Pada tahun 1968, saya menjalani retret vipassana pertama kali dalam hidup saya di bawah bimbingan alm. Bhikkhu Girirakkhito (Mahathera) di Vihara Nagasena, Pacet. Retret itu berlangsung selama dua minggu penuh. Di situ saya belajar mengamati pikiran-pikiran saya secara pasif, tanpa memilih & menolak. Pikiran-pikiran baik (kusala) tidak dilekati, dan pikiran-pikiran buruk (akusala) tidak ditolak. Cukup diamati saja secara pasif, sehingga kedua-duanya (kusala & akusala) runtuh, tidak menjelma menjadi karma baru. Jadi bagi saya, vipassana berarti "berhenti membuat karma baru."

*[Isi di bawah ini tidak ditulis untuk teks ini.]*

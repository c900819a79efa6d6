//! droidcfg CLI
//!
//! Entry point for the `droidcfg` command-line tool.

use clap::{Parser, Subcommand};
use droidcfg::properties::LazyProperty;
use droidcfg::{resolve, BuildManifest, BuiltinDefaults, CliOverrides, ResolutionReport};
use std::path::{Path, PathBuf};
use std::process;
use tracing_subscriber::{fmt, prelude::*, EnvFilter};

/// Exit code for manifest and resolution failures
const EXIT_FAILURE: i32 = 1;

/// Exit code when a required property is not set
const EXIT_ABSENT_PROPERTY: i32 = 2;

#[derive(Parser)]
#[command(name = "droidcfg")]
#[command(about = "Resolve Android build configuration", version)]
struct Cli {
    #[command(subcommand)]
    command: Commands,
}

#[derive(Subcommand)]
enum Commands {
    /// Resolve variants, dependencies and source sets
    Resolve {
        /// Path to the build manifest
        #[arg(long, short = 'm', env = "DROIDCFG_MANIFEST", default_value = "build.toml")]
        manifest: PathBuf,

        /// Path to the properties file (default: local.properties next to the manifest)
        #[arg(long, short = 'p', env = "DROIDCFG_PROPERTIES")]
        properties: Option<PathBuf>,

        /// Override the version code
        #[arg(long)]
        build_number: Option<u32>,

        /// Override the version name
        #[arg(long)]
        build_name: Option<String>,

        /// Output the full report as JSON
        #[arg(long)]
        json: bool,

        /// Write the JSON report to a file
        #[arg(long, short = 'o')]
        output: Option<PathBuf>,
    },

    /// Look up a single property
    Property {
        /// Property key (e.g., flutter.sdk)
        key: String,

        /// Path to the properties file
        #[arg(long, short = 'p', env = "DROIDCFG_PROPERTIES", default_value = "local.properties")]
        properties: PathBuf,

        /// Fail when the property is not set
        #[arg(long)]
        require: bool,
    },

    /// Check that a manifest resolves without errors
    Verify {
        /// Path to the build manifest
        #[arg(long, short = 'm', env = "DROIDCFG_MANIFEST", default_value = "build.toml")]
        manifest: PathBuf,
    },
}

fn main() {
    tracing_subscriber::registry()
        .with(EnvFilter::try_from_default_env().unwrap_or_else(|_| EnvFilter::new("warn")))
        .with(fmt::layer().with_writer(std::io::stderr))
        .init();

    let cli = Cli::parse();

    match cli.command {
        Commands::Resolve {
            manifest,
            properties,
            build_number,
            build_name,
            json,
            output,
        } => {
            let overrides = CliOverrides {
                build_number,
                build_name,
            };
            run_resolve(&manifest, properties.as_deref(), &overrides, json, output.as_deref());
        }
        Commands::Property {
            key,
            properties,
            require,
        } => {
            run_property(&key, properties, require);
        }
        Commands::Verify { manifest } => {
            run_verify(&manifest);
        }
    }
}

fn run_resolve(
    manifest: &Path,
    properties: Option<&Path>,
    overrides: &CliOverrides,
    json: bool,
    output: Option<&Path>,
) {
    let report = match ResolutionReport::build(manifest, properties, overrides) {
        Ok(r) => r,
        Err(e) => {
            eprintln!("Resolution error: {}", e);
            process::exit(EXIT_FAILURE);
        }
    };

    if let Some(path) = output {
        if let Err(e) = report.write_to_file(path) {
            eprintln!("Error writing report: {}", e);
            process::exit(EXIT_FAILURE);
        }
        eprintln!("Wrote: {}", path.display());
    }

    if json {
        match report.to_json() {
            Ok(json) => println!("{}", json),
            Err(e) => {
                eprintln!("Error serializing output: {}", e);
                process::exit(EXIT_FAILURE);
            }
        }
        return;
    }

    print_summary(&report);
}

fn print_summary(report: &ResolutionReport) {
    let resolution = &report.resolution;

    println!("Resolution key: {}", report.resolution_key);
    match report.flutter_sdk {
        Some(ref sdk) => println!("Flutter SDK: {}", sdk),
        None => println!("Flutter SDK: (not set)"),
    }
    println!();

    println!("Variants:");
    for variant in resolution["variants"].as_array().into_iter().flatten() {
        let config = &variant["config"];
        println!(
            "  {} ({} {} code {}, sdk {}/{}/{}, signing: {})",
            variant["name"].as_str().unwrap_or("?"),
            config["application_id"].as_str().unwrap_or("?"),
            config["version_name"].as_str().unwrap_or("?"),
            config["version_code"],
            config["min_sdk"],
            config["target_sdk"],
            config["compile_sdk"],
            config["signing_config"].as_str().unwrap_or("?"),
        );
    }
    println!();

    println!("Dependencies:");
    for dep in resolution["dependencies"].as_array().into_iter().flatten() {
        println!(
            "  {} {}:{}",
            dep["scope"].as_str().unwrap_or("?"),
            dep["name"].as_str().unwrap_or("?"),
            dep["version"].as_str().unwrap_or("?"),
        );
    }
    println!();

    println!("Source sets:");
    if let Some(sets) = resolution["source_sets"].as_object() {
        for (name, dirs) in sets {
            let dirs: Vec<&str> = dirs
                .as_array()
                .into_iter()
                .flatten()
                .filter_map(|d| d.as_str())
                .collect();
            println!("  {}: {}", name, dirs.join(", "));
        }
    }
}

fn run_property(key: &str, properties: PathBuf, require: bool) {
    let property = LazyProperty::from_file(properties, key);

    if require {
        match property.require() {
            Ok(value) => println!("{}", value),
            Err(e) => {
                eprintln!("{}", e);
                process::exit(EXIT_ABSENT_PROPERTY);
            }
        }
        return;
    }

    match property.get() {
        Some(value) => println!("{}", value),
        None => eprintln!("Property '{}' is not set", key),
    }
}

fn run_verify(manifest_path: &Path) {
    let manifest = match BuildManifest::from_file(manifest_path) {
        Ok(m) => m,
        Err(e) => {
            eprintln!("Manifest error: {}", e);
            process::exit(EXIT_FAILURE);
        }
    };

    let input = match manifest.to_input(&BuiltinDefaults::default(), &CliOverrides::default()) {
        Ok(i) => i,
        Err(e) => {
            eprintln!("Manifest error: {}", e);
            process::exit(EXIT_FAILURE);
        }
    };

    match resolve(&input) {
        Ok(resolution) => {
            println!("Manifest valid: {}", manifest_path.display());
            println!();
            println!("  Namespace: {}", input.default_config.namespace);
            println!("  Variants: {}", resolution.variants.names().join(", "));
            println!("  Dependencies: {}", resolution.dependencies.len());
            if !resolution.plugins.is_empty() {
                println!("  Plugins: {}", resolution.plugins.join(", "));
            }
        }
        Err(e) => {
            eprintln!("Resolution error: {}", e);
            process::exit(EXIT_FAILURE);
        }
    }
}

Sejak saat itu sampai sekarang, sebagai pemeditasi vipassana, Tisarana (berlindung kepada Buddha, Dhamma & Sangha) tidak lebih daripada sekadar ritual belaka, yang tidak berarti apa-apa bagi batin saya sendiri. Tetapi itu tidak berarti bahwa saya menolak membaca Tisarana sama sekali; saya tetap membaca Tisarana apabila saya berada bersama umat Buddha yang lain, demi memberikan teladan bagi mereka yang masih berkutat dengan pikirannya.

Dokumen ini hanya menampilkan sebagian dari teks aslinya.